Pero esa libertad sólo existía en ese hotel junto a la carretera. Llevaban años yendo cada semana. La rutina era la misma. Karla llegaba en taxi, vestía una capa para esconder su cabellera y usaba lentes oscuros. Él, bajaba de su auto y entraba como si nada.
Ella conocía muy bien a Gerardo, y sabía cuando estaba a punto de llegar, así que se tocaba a sí misma con destreza para acelerar su ritmo y llegar al clímax al mismo tiempo. Los gémidos que él emitía le indicaron que era el momento, ambos cuerpos se erizaron y una energía renovadora los recorrió de arriba abajo hasta que… Gerardo se separó y cayó al suelo. Karla tardó en reaccionar porque estaba disfrutando tocando una a una las estrellas y alcanzó a decir:
—¿Qué haces? —creyendo que sólo era un juego.
Al abrir los ojos, vio bajo sus pies, el cuerpo inerte de su amante. Pero ella todavía no entendía lo que pasaba.
—¡Gerardo! ¡Gerardo, mi amor! —decía mientras le levantaba la cabeza. Él tenía los ojos cerrados y no volvió a abrirlos— Gerardo, por favor, amor, ¡despierta!
Ella abrió los párpados del hombre y pudo ver unas pupilas dilatadas y sin vida de quien fuera su amante por los últimos tres años. Como había caído de una forma descompuesta, ella instintivamente lo acomodó en el piso boca arriba, como pudo subió su trusa y sus pantalones y quiso escuchar su corazón, pero le fue imposible, ya que entre el temblor de las manos y los nervios, no podía concentrarse ni escuchar nada. Trató de darle respiración de boca a boca y de masajear su pecho como había aprendido en el curso de primeros auxilios, pero fue inútil, además de que no recordaba los pasos con exactitud. Lo único que sabía era que lo primero que se tiene que hacer ante cualquier emergencia es llamar al 911. Decidió que ese era un paso que debía saltarse, ya que los dos estaban casados con alguien más.
Él, era un hombre de negocios exitoso, su esposa era hija de un político muy importante y tenían cuatro hijos hermosos. Ella, estaba casada con el cuñado de Gerardo, Esteban. No tenía hijos aunque llevaba años intentándolo. Su marido no quería adoptar porque decía que sus hijos tenían que llevar su sangre y después de cinco abortos espontáneos, dejaron de buscarlo.

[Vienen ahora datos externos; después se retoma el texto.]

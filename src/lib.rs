//! Core subsystems of a committee-validated transaction-chain ledger node.
//!
//! Two subsystems make up the crate. The [`storage`] module is the embedded
//! chain store: append-only per-chain files with subset-partitioned indices,
//! per-subset bloom filters, and a pool of writer tasks that serializes
//! appends per genesis address. The [`mining`] module is the distributed
//! validation workflow: a per-transaction worker that takes the coordinator
//! or cross-validator role, gathers context from storage replicas, exchanges
//! validation stamps to atomic commitment, and drives replication with
//! signed storage acknowledgements.
//!
//! The transport, the election policy, pending-transaction acceptance, and
//! malicious-behaviour handling are collaborator traits ([`p2p::P2pClient`],
//! [`election::Election`], [`mining::PendingValidator`],
//! [`mining::MaliciousReporter`]); the crate ships deterministic defaults
//! where that makes sense and leaves the transport to the caller.

pub mod config;
pub mod crypto;
pub mod election;
pub mod encoding;
pub mod errors;
pub mod mining;
pub mod p2p;
pub mod storage;
pub mod types;

pub use config::{MiningConfig, NodeConfig, StorageConfig};
pub use errors::{ChainError, ChainResult};
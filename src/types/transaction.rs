use serde::{Deserialize, Serialize};

use crate::crypto::{Address, PublicKey};
use crate::encoding::{put_var_bytes, ByteReader};
use crate::errors::{ChainError, ChainResult};
use crate::types::stamps::{CrossValidationStamp, ValidationStamp};

pub const TRANSACTION_VERSION: u8 = 1;

#[derive(Clone, Copy, Debug, PartialEq, Eq, Hash, Serialize, Deserialize)]
#[serde(rename_all = "snake_case")]
pub enum TransactionType {
    Transfer,
    Token,
    Data,
    Hosting,
    Node,
    NodeSharedSecrets,
    CodeProposal,
    CodeApproval,
    Beacon,
    BeaconSummary,
}

impl TransactionType {
    pub fn from_id(id: u8) -> ChainResult<Self> {
        match id {
            0 => Ok(TransactionType::Transfer),
            1 => Ok(TransactionType::Token),
            2 => Ok(TransactionType::Data),
            3 => Ok(TransactionType::Hosting),
            4 => Ok(TransactionType::Node),
            5 => Ok(TransactionType::NodeSharedSecrets),
            6 => Ok(TransactionType::CodeProposal),
            7 => Ok(TransactionType::CodeApproval),
            8 => Ok(TransactionType::Beacon),
            9 => Ok(TransactionType::BeaconSummary),
            other => Err(ChainError::Encoding(format!("unknown transaction type id {other}"))),
        }
    }

    pub fn id(self) -> u8 {
        match self {
            TransactionType::Transfer => 0,
            TransactionType::Token => 1,
            TransactionType::Data => 2,
            TransactionType::Hosting => 3,
            TransactionType::Node => 4,
            TransactionType::NodeSharedSecrets => 5,
            TransactionType::CodeProposal => 6,
            TransactionType::CodeApproval => 7,
            TransactionType::Beacon => 8,
            TransactionType::BeaconSummary => 9,
        }
    }

    /// File-name stem of the per-type address index.
    pub fn name(self) -> &'static str {
        match self {
            TransactionType::Transfer => "transfer",
            TransactionType::Token => "token",
            TransactionType::Data => "data",
            TransactionType::Hosting => "hosting",
            TransactionType::Node => "node",
            TransactionType::NodeSharedSecrets => "node_shared_secrets",
            TransactionType::CodeProposal => "code_proposal",
            TransactionType::CodeApproval => "code_approval",
            TransactionType::Beacon => "beacon",
            TransactionType::BeaconSummary => "beacon_summary",
        }
    }

    pub fn all() -> [TransactionType; 10] {
        [
            TransactionType::Transfer,
            TransactionType::Token,
            TransactionType::Data,
            TransactionType::Hosting,
            TransactionType::Node,
            TransactionType::NodeSharedSecrets,
            TransactionType::CodeProposal,
            TransactionType::CodeApproval,
            TransactionType::Beacon,
            TransactionType::BeaconSummary,
        ]
    }
}

#[derive(Clone, Debug, PartialEq, Eq, Serialize, Deserialize)]
pub struct UcoTransfer {
    pub to: Address,
    pub amount: u64,
}

#[derive(Clone, Debug, PartialEq, Eq, Serialize, Deserialize)]
pub struct TokenTransfer {
    pub to: Address,
    pub token_address: Address,
    pub token_id: u32,
    pub amount: u64,
}

#[derive(Clone, Debug, Default, PartialEq, Eq, Serialize, Deserialize)]
pub struct Ledger {
    pub uco_transfers: Vec<UcoTransfer>,
    pub token_transfers: Vec<TokenTransfer>,
}

impl Ledger {
    pub fn is_empty(&self) -> bool {
        self.uco_transfers.is_empty() && self.token_transfers.is_empty()
    }
}

/// An encrypted secret with the keys authorized to decrypt it.
#[derive(Clone, Debug, PartialEq, Eq, Serialize, Deserialize)]
pub struct Ownership {
    pub secret: Vec<u8>,
    pub authorized_keys: Vec<(PublicKey, Vec<u8>)>,
}

#[derive(Clone, Debug, Default, PartialEq, Eq, Serialize, Deserialize)]
pub struct TransactionData {
    pub content: Vec<u8>,
    pub code: String,
    pub ledger: Ledger,
    pub ownerships: Vec<Ownership>,
    pub recipients: Vec<Address>,
}

#[derive(Clone, Debug, PartialEq, Serialize, Deserialize)]
pub struct Transaction {
    pub address: Address,
    pub tx_type: TransactionType,
    pub data: TransactionData,
    pub previous_public_key: PublicKey,
    pub previous_signature: Vec<u8>,
    pub origin_signature: Vec<u8>,
    pub validation_stamp: Option<ValidationStamp>,
    pub cross_validation_stamps: Vec<CrossValidationStamp>,
}

impl Transaction {
    /// Address of the previous transaction in the chain (the genesis address
    /// for a chain's first transaction).
    pub fn previous_address(&self) -> Address {
        Address::from_public_key(self.address.hash_algorithm(), &self.previous_public_key)
    }

    /// Bytes covered by `previous_signature`.
    pub fn payload_for_previous_signature(&self) -> Vec<u8> {
        let mut buf = Vec::new();
        buf.push(TRANSACTION_VERSION);
        buf.extend_from_slice(self.address.as_bytes());
        buf.push(self.tx_type.id());
        write_data(&mut buf, &self.data);
        buf
    }

    /// Bytes covered by `origin_signature`.
    pub fn payload_for_origin_signature(&self) -> Vec<u8> {
        let mut buf = self.payload_for_previous_signature();
        buf.extend_from_slice(self.previous_public_key.as_bytes());
        put_var_bytes(&mut buf, &self.previous_signature);
        buf
    }

    /// Full self-describing encoding, the on-disk chain record.
    pub fn serialize(&self) -> Vec<u8> {
        let mut buf = self.payload_for_origin_signature();
        put_var_bytes(&mut buf, &self.origin_signature);
        match &self.validation_stamp {
            Some(stamp) => {
                buf.push(1);
                stamp.write(&mut buf);
            }
            None => buf.push(0),
        }
        buf.extend_from_slice(&(self.cross_validation_stamps.len() as u32).to_be_bytes());
        for stamp in &self.cross_validation_stamps {
            stamp.write(&mut buf);
        }
        buf
    }

    pub fn serialized_size(&self) -> u32 {
        self.serialize().len() as u32
    }

    pub fn deserialize(reader: &mut ByteReader<'_>) -> ChainResult<Self> {
        let version = reader.read_u8()?;
        if version != TRANSACTION_VERSION {
            return Err(ChainError::Encoding(format!(
                "unsupported transaction version {version}"
            )));
        }
        let address = Address::read_from(reader)?;
        let tx_type = TransactionType::from_id(reader.read_u8()?)?;
        let data = read_data(reader)?;
        let previous_public_key = PublicKey::read_from(reader)?;
        let previous_signature = reader.read_var_bytes()?;
        let origin_signature = reader.read_var_bytes()?;
        let validation_stamp = match reader.read_u8()? {
            0 => None,
            1 => Some(ValidationStamp::read_from(reader)?),
            other => {
                return Err(ChainError::Encoding(format!(
                    "invalid validation stamp marker {other}"
                )))
            }
        };
        let stamp_count = reader.read_u32()? as usize;
        let mut cross_validation_stamps = Vec::with_capacity(stamp_count);
        for _ in 0..stamp_count {
            cross_validation_stamps.push(CrossValidationStamp::read_from(reader)?);
        }
        Ok(Self {
            address,
            tx_type,
            data,
            previous_public_key,
            previous_signature,
            origin_signature,
            validation_stamp,
            cross_validation_stamps,
        })
    }

    pub fn decode(bytes: &[u8]) -> ChainResult<Self> {
        let mut reader = ByteReader::new(bytes);
        let transaction = Self::deserialize(&mut reader)?;
        if !reader.is_empty() {
            return Err(ChainError::Encoding(format!(
                "{} trailing bytes after transaction",
                reader.remaining()
            )));
        }
        Ok(transaction)
    }
}

fn write_data(buf: &mut Vec<u8>, data: &TransactionData) {
    put_var_bytes(buf, &data.content);
    put_var_bytes(buf, data.code.as_bytes());
    buf.extend_from_slice(&(data.ledger.uco_transfers.len() as u32).to_be_bytes());
    for transfer in &data.ledger.uco_transfers {
        buf.extend_from_slice(transfer.to.as_bytes());
        buf.extend_from_slice(&transfer.amount.to_be_bytes());
    }
    buf.extend_from_slice(&(data.ledger.token_transfers.len() as u32).to_be_bytes());
    for transfer in &data.ledger.token_transfers {
        buf.extend_from_slice(transfer.to.as_bytes());
        buf.extend_from_slice(transfer.token_address.as_bytes());
        buf.extend_from_slice(&transfer.token_id.to_be_bytes());
        buf.extend_from_slice(&transfer.amount.to_be_bytes());
    }
    buf.extend_from_slice(&(data.ownerships.len() as u32).to_be_bytes());
    for ownership in &data.ownerships {
        put_var_bytes(buf, &ownership.secret);
        buf.extend_from_slice(&(ownership.authorized_keys.len() as u32).to_be_bytes());
        for (public_key, encrypted_key) in &ownership.authorized_keys {
            buf.extend_from_slice(public_key.as_bytes());
            put_var_bytes(buf, encrypted_key);
        }
    }
    buf.extend_from_slice(&(data.recipients.len() as u32).to_be_bytes());
    for recipient in &data.recipients {
        buf.extend_from_slice(recipient.as_bytes());
    }
}

fn read_data(reader: &mut ByteReader<'_>) -> ChainResult<TransactionData> {
    let content = reader.read_var_bytes()?;
    let code = String::from_utf8(reader.read_var_bytes()?)
        .map_err(|err| ChainError::Encoding(format!("invalid code utf-8: {err}")))?;
    let uco_count = reader.read_u32()? as usize;
    let mut uco_transfers = Vec::with_capacity(uco_count);
    for _ in 0..uco_count {
        let to = Address::read_from(reader)?;
        let amount = reader.read_u64()?;
        uco_transfers.push(UcoTransfer { to, amount });
    }
    let token_count = reader.read_u32()? as usize;
    let mut token_transfers = Vec::with_capacity(token_count);
    for _ in 0..token_count {
        let to = Address::read_from(reader)?;
        let token_address = Address::read_from(reader)?;
        let token_id = reader.read_u32()?;
        let amount = reader.read_u64()?;
        token_transfers.push(TokenTransfer {
            to,
            token_address,
            token_id,
            amount,
        });
    }
    let ownership_count = reader.read_u32()? as usize;
    let mut ownerships = Vec::with_capacity(ownership_count);
    for _ in 0..ownership_count {
        let secret = reader.read_var_bytes()?;
        let key_count = reader.read_u32()? as usize;
        let mut authorized_keys = Vec::with_capacity(key_count);
        for _ in 0..key_count {
            let public_key = PublicKey::read_from(reader)?;
            let encrypted_key = reader.read_var_bytes()?;
            authorized_keys.push((public_key, encrypted_key));
        }
        ownerships.push(Ownership {
            secret,
            authorized_keys,
        });
    }
    let recipient_count = reader.read_u32()? as usize;
    let mut recipients = Vec::with_capacity(recipient_count);
    for _ in 0..recipient_count {
        recipients.push(Address::read_from(reader)?);
    }
    Ok(TransactionData {
        content,
        code,
        ledger: Ledger {
            uco_transfers,
            token_transfers,
        },
        ownerships,
        recipients,
    })
}

#[cfg(test)]
mod tests {
    use super::*;
    use crate::crypto::{HashAlgorithm, NodeKeys};

    fn sample_address(byte: u8) -> Address {
        let mut bytes = vec![0u8, HashAlgorithm::Sha256.id()];
        bytes.extend_from_slice(&[byte; 32]);
        Address::from_bytes(bytes).unwrap()
    }

    #[test]
    fn chain_record_round_trip() {
        let keys = NodeKeys::generate();
        let transaction = Transaction {
            address: sample_address(0x11),
            tx_type: TransactionType::Transfer,
            data: TransactionData {
                content: b"hello chain".to_vec(),
                code: String::new(),
                ledger: Ledger {
                    uco_transfers: vec![UcoTransfer {
                        to: sample_address(0x22),
                        amount: 1_000,
                    }],
                    token_transfers: vec![TokenTransfer {
                        to: sample_address(0x33),
                        token_address: sample_address(0x44),
                        token_id: 0,
                        amount: 7,
                    }],
                },
                ownerships: vec![Ownership {
                    secret: vec![1, 2, 3],
                    authorized_keys: vec![(keys.public_key().clone(), vec![9u8; 16])],
                }],
                recipients: vec![sample_address(0x55)],
            },
            previous_public_key: keys.public_key().clone(),
            previous_signature: vec![4u8; 64],
            origin_signature: vec![5u8; 64],
            validation_stamp: None,
            cross_validation_stamps: Vec::new(),
        };

        let bytes = transaction.serialize();
        assert_eq!(bytes.len() as u32, transaction.serialized_size());
        let decoded = Transaction::decode(&bytes).unwrap();
        assert_eq!(decoded, transaction);
    }

    #[test]
    fn previous_address_is_the_hash_of_the_previous_key() {
        let keys = NodeKeys::generate();
        let transaction = Transaction {
            address: sample_address(0x11),
            tx_type: TransactionType::Data,
            data: TransactionData::default(),
            previous_public_key: keys.public_key().clone(),
            previous_signature: Vec::new(),
            origin_signature: Vec::new(),
            validation_stamp: None,
            cross_validation_stamps: Vec::new(),
        };
        let expected = Address::from_public_key(HashAlgorithm::Sha256, keys.public_key());
        assert_eq!(transaction.previous_address(), expected);
    }

    #[test]
    fn truncated_record_is_rejected() {
        let keys = NodeKeys::generate();
        let transaction = Transaction {
            address: sample_address(0x11),
            tx_type: TransactionType::Data,
            data: TransactionData::default(),
            previous_public_key: keys.public_key().clone(),
            previous_signature: vec![4u8; 64],
            origin_signature: vec![5u8; 64],
            validation_stamp: None,
            cross_validation_stamps: Vec::new(),
        };
        let bytes = transaction.serialize();
        assert!(Transaction::decode(&bytes[..bytes.len() - 1]).is_err());
    }
}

Karla y Gerardo se conocían desde hacía más de quince años. La primera vez que se vieron, fue en una fiesta de despedida que le hicieron a Gerardo y a su futura mujer en un restaurante del Sur de la ciudad, donde Karla fue de pareja del hermano de la novia. Como la fiesta estaba llena de altos funcionarios, los hermanos cumplían con su papel de ir de grupo en grupo a saludar a todos los invitados y fingir interés en sus pláticas, por lo que dejaron a Karla y Gerardo sentados en una mesa. Desde ese día, algo surgió entre ellos. Se comunicaban de una manera especial. Descubrieron que tenían gustos semejantes, se rieron mucho, hablaron de todo y sembraron el amor que fue germinando entre ellos hasta crecer fuerte y poderoso, tanto, que un día, a pesar de ser concuños, ya no pudieron más que abrazarlo. Pero eso sucedió una docena de años después de aquel día. Después de ser abandonados por los hermanos muchas veces.
Ambos vivían en un conjunto de mansiones que ocupaban toda una cuadra de San Ángel, eran cuatro casas que daban a diferentes calles que se unían por el enorme jardín con un salón de eventos, cancha de tenis y alberca que estaban en el centro de la propiedad. Karla se casó apenas ocho meses después que Gerardo y desde entonces fueron vecinos también.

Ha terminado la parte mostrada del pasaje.